The high proportion of non-financial savings portends weak deposit mobilization by banks, making it difficult to meet credit demand and the government’s borrowing needs. Also, the conversion of savings to growth is much weaker and capital formation suffers if financial savings are a smaller fraction of total savings.

As deposit growth lags credit growth, liquidity tightens. The transmission of lower interest rates gets hurt too. Even as the government has embarked on fiscal consolidation, the tax collection buoyancy of direct taxes and GST is not robust enough to offset the country’s decline in household financial savings.

A key supplement to domestic savings has been net foreign direct investment (FDI). During the boom years two decades ago, it was consistently above 2% of GDP. It peaked at 2.6% in 2008-09 even during the global financial crisis. In the past few years, net FDI has fallen precipitously to nearly zero in 2024-25. It might soon become negative.

While gross FDI in 2024-25 jumped 14% to a healthy $81 billion, outflows grew more vigorously, making net FDI a minuscule $0.3 billion. It may be a reflection of economic maturity that outbound FDI and profit repatriation are non-trivial, and hence net and gross FDI do not move together. While private equity exits through IPOs, corporate overseas investments have also contributed to outward FDI.

We must examine whether this flight of capital reflects global ambition or lack of confidence in the domestic economy. After all, where else will global capital want to invest if not in the fastest-growing economy? Foreign portfolio flows into our stock and bond markets have also been waning, spooked by high stock valuations and tariffs.

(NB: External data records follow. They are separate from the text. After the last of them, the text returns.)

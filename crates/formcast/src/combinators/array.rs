//! ARRAY combinator - coerces every element of a sequence

use serde_json::Value;

use crate::config::ArrayErrors;
use crate::foundation::{Context, ErrorKind, Failure, Shape, ValidationErrors, Valuer};

/// Maps the inner valuer over every element of a sequence.
///
/// Non-sequences fail `expected_array`. Element failures keep the array's
/// own field name and record the element position in `index`. By default
/// every element is coerced and every failure reported; with
/// [`ArrayErrors::FirstOnly`] coercion stops at the first failing element.
/// An un-typed element failure is reported in place as `unknown_error`.
///
/// # Examples
///
/// ```rust
/// use formcast::prelude::*;
/// use serde_json::json;
///
/// let tags = array(string());
/// assert_eq!(
///     tags.coerce_field(Some(&json!(["a", "b"])), "tags").unwrap(),
///     vec!["a".to_owned(), "b".to_owned()]
/// );
///
/// let failure = tags.coerce_field(Some(&json!(["a", 5])), "tags").unwrap_err();
/// let error = failure.errors().unwrap().first().unwrap();
/// assert_eq!(error.field, "tags");
/// assert_eq!(error.index, Some(1));
/// ```
#[derive(Debug, Clone, Copy)]
pub struct Array<V> {
    inner: V,
}

impl<V> Array<V> {
    /// Creates a new array modifier.
    pub const fn new(inner: V) -> Self {
        Self { inner }
    }

    /// Returns a reference to the element valuer.
    pub fn inner(&self) -> &V {
        &self.inner
    }
}

impl<V: Valuer> Valuer for Array<V> {
    type Output = Vec<V::Output>;

    fn coerce(&self, raw: Option<&Value>, cx: &Context<'_>) -> Result<Self::Output, Failure> {
        let Some(Value::Array(items)) = raw else {
            return Err(cx.error(ErrorKind::ExpectedArray, raw).into());
        };

        let first_only = cx.config().array_errors == ArrayErrors::FirstOnly;
        let mut values = Vec::with_capacity(items.len());
        let mut errors = ValidationErrors::new();

        for (index, item) in items.iter().enumerate() {
            match self.inner.coerce(Some(item), cx) {
                Ok(value) => values.push(value),
                Err(failure) => {
                    let element_errors = failure.into_errors(Some(item), cx.field());
                    errors.extend(element_errors.into_iter().map(|error| {
                        if error.index.is_none() {
                            error.with_index(index)
                        } else {
                            error
                        }
                    }));
                    if first_only {
                        break;
                    }
                }
            }
        }

        errors.into_result(values).map_err(Failure::from)
    }

    fn shape(&self) -> Shape {
        Shape::List
    }
}

/// Creates an array modifier.
pub const fn array<V>(inner: V) -> Array<V> {
    Array::new(inner)
}

#[cfg(test)]
mod tests {
    use super::*;
    use crate::config::ParserConfig;
    use crate::foundation::{BoxError, ValidationError, ValuerExt};
    use crate::validators::{length, minmax};
    use crate::valuers::{from_fn, number, string};
    use pretty_assertions::assert_eq;
    use serde_json::json;

    #[test]
    fn test_not_an_array() {
        let failure = array(string())
            .coerce_field(Some(&json!("not-array")), "tags")
            .unwrap_err();
        assert_eq!(
            failure.errors().unwrap().errors(),
            &[ValidationError::new(ErrorKind::ExpectedArray)
                .with_field("tags")
                .with_value(json!("not-array"))]
        );
    }

    #[test]
    fn test_missing_is_not_an_array() {
        assert!(array(string()).coerce_field(None, "tags").is_err());
    }

    #[test]
    fn test_empty_array() {
        assert!(array(number()).coerce_field(Some(&json!([])), "ids").unwrap().is_empty());
    }

    #[test]
    fn test_collects_every_element_error() {
        let failure = array(number())
            .coerce_field(Some(&json!(["1", "x", "3", "y"])), "ids")
            .unwrap_err();

        let errors = failure.errors().unwrap();
        let indices: Vec<Option<usize>> = errors.iter().map(|e| e.index).collect();
        assert_eq!(indices, vec![Some(1), Some(3)]);
        assert!(errors.iter().all(|e| e.field == "ids"));
        assert_eq!(errors.first().unwrap().value, Some(json!("x")));
    }

    #[test]
    fn test_untyped_element_failure_keeps_earlier_errors() {
        let items = array(from_fn(|raw: Option<&Value>, _: &Context<'_>| {
            match raw.and_then(Value::as_str) {
                Some("boom") => Err::<String, BoxError>("store offline".into()),
                Some("bad") => Err(ValidationError::new("bad_item").into()),
                _ => Ok("ok".to_owned()),
            }
        }));

        let failure = items
            .coerce_field(Some(&json!(["bad", "boom", "fine"])), "items")
            .unwrap_err();

        let errors = failure.errors().unwrap();
        let summary: Vec<(String, Option<usize>)> = errors
            .iter()
            .map(|e| (e.kind.to_string(), e.index))
            .collect();
        assert_eq!(
            summary,
            vec![
                ("bad_item".to_owned(), Some(0)),
                ("unknown_error".to_owned(), Some(1)),
            ]
        );
        assert!(errors.iter().all(|e| e.field == "items"));
        assert_eq!(errors.errors()[1].value, Some(json!("boom")));
    }

    #[test]
    fn test_first_only_policy() {
        let config = ParserConfig::strict();
        let cx = Context::new("ids", &config);
        let failure = array(number())
            .coerce(Some(&json!(["x", "y"])), &cx)
            .unwrap_err();
        assert_eq!(failure.errors().unwrap().len(), 1);
    }

    #[test]
    fn test_element_validators() {
        let failure = array(number().check(minmax(1.0, 10.0)))
            .coerce_field(Some(&json!([5, 50])), "scores")
            .unwrap_err();
        let error = failure.errors().unwrap().first().unwrap();
        assert_eq!(error.kind, ErrorKind::OutOfRange);
        assert_eq!(error.path(), "scores[1]");
        assert_eq!(error.value, Some(json!(50)));
    }

    #[test]
    fn test_array_level_validators() {
        let tags = array(string()).check(length(1, 2));
        let failure = tags
            .coerce_field(Some(&json!(["a", "b", "c"])), "tags")
            .unwrap_err();
        let error = failure.errors().unwrap().first().unwrap();
        assert_eq!(error.kind, ErrorKind::InvalidLength);
        assert_eq!(error.index, None);
    }

    #[test]
    fn test_shape_is_list() {
        assert_eq!(array(string()).shape(), Shape::List);
        assert_eq!(array(string()).optional().shape(), Shape::List);
    }
}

Another indicator of distress in household finances is the surge in gold-backed loans. Their year-on-year growth in July was a whopping 122%. Bank loans against gold as collateral have risen by more than 70%.

The bulk of these loans are of ticket sizes less than 2.5 lakh, for which the Reserve Bank of India (RBI) has slackened regulatory limits. For small loans, the loan-to-value ratio is allowed to be as high as 85%, even as appraisals remain light.

Meanwhile, outstanding loans by microfinance institutions (MFIs) have dropped 16.5%, indicating that some of the increase in gold loans is a substitution. It means that lower- and middle-income households that once depended on MFIs or unsecured credit are turning to gold loans, which have also been fuelled by soaring gold prices.

Gold loans are seen growing rapidly for some time to come. This surge is not a sign of financial deepening, but of households liquidating their last-resort savings to finance consumption or service other debts. And the regulatory compromise of RBI—tightening MFI lending norms but loosening small-ticket gold loans—reflects an uncomfortable reality: the gold loan boom is both a safety valve and a red flag.

Household stress is compounded by a prolonged stagnation in rural real wages. For agricultural labourers and informal rural workers, this hurts purchasing power and savings. Combined with rising food and fuel costs and limited access to formal credit, households dip into savings or pledge gold to meet routine expenses.

Small enterprises face similar troubles. The erosion of financial security also hurts human capital formation, as expenses on health and education are axed. No wonder then that we see direct cash transfers to women as the preferred political response to financial distress.